*** Opening The records ***

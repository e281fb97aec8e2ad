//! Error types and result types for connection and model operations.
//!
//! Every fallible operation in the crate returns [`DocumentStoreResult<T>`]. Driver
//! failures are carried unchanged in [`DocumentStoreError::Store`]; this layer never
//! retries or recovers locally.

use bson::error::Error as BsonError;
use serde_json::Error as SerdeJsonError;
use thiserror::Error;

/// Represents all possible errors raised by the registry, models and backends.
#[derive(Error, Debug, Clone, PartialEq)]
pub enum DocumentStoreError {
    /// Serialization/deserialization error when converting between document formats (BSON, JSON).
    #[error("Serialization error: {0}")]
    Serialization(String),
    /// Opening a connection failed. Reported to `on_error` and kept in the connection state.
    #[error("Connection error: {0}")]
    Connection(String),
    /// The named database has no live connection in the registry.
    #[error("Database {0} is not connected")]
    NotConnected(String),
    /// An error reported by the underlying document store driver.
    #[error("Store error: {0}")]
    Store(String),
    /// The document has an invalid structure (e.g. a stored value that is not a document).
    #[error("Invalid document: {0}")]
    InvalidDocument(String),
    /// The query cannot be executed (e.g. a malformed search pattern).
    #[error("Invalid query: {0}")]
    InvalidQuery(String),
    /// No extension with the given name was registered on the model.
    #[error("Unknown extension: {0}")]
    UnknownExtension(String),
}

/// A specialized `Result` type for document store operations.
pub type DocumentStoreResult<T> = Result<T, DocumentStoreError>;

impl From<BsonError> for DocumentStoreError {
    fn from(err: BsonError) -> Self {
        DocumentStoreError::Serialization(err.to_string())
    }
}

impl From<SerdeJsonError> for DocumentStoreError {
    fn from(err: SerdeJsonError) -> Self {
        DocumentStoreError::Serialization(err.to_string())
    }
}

*** Closing The records ***

§ **Task item**: All of the entries above are to be printed again exactly.

§ **Exercise response**:
repository e281fb97aec8e2ad
//! Error types and result types for connection and model operations.
//!
//! Every fallible operation in the crate returns [`DocumentStoreResult<T>`]. Driver
//! failures are carried unchanged in [`DocumentStoreError::Store`]; this layer never
//! retries or recovers locally.

use bson::error::Error as BsonError;
use serde_json::Error as SerdeJsonError;
use thiserror::Error;

/// Represents all possible errors raised by the registry, models and backends.
#[derive(Error, Debug, Clone, PartialEq)]
pub enum DocumentStoreError {
    /// Serialization/deserialization error when converting between document formats (BSON, JSON).
    #[error("Serialization error: {0}")]
    Serialization(String),
    /// Opening a connection failed. Reported to `on_error` and kept in the connection state.
    #[error("Connection error: {0}")]
    Connection(String),
    /// The named database has no live connection in the registry.
    #[error("Database {0} is not connected")]
    NotConnected(String),
    /// An error reported by the underlying document store driver.
    #[error("Store error: {0}")]
    Store(String),
    /// The document has an invalid structure (e.g. a stored value that is not a document).
    #[error("Invalid document: {0}")]
    InvalidDocument(String),
    /// The query cannot be executed (e.g. a malformed search pattern).
    #[error("Invalid query: {0}")]
    InvalidQuery(String),
    /// No extension with the given name was registered on the model.
    #[error("Unknown extension: {0}")]
    UnknownExtension(String),
}

/// A specialized `Result` type for document store operations.
pub type DocumentStoreResult<T> = Result<T, DocumentStoreError>;

impl From<BsonError> for DocumentStoreError {
    fn from(err: BsonError) -> Self {
        DocumentStoreError::Serialization(err.to_string())
    }
}

impl From<SerdeJsonError> for DocumentStoreError {
    fn from(err: SerdeJsonError) -> Self {
        DocumentStoreError::Serialization(err.to_string())
    }
}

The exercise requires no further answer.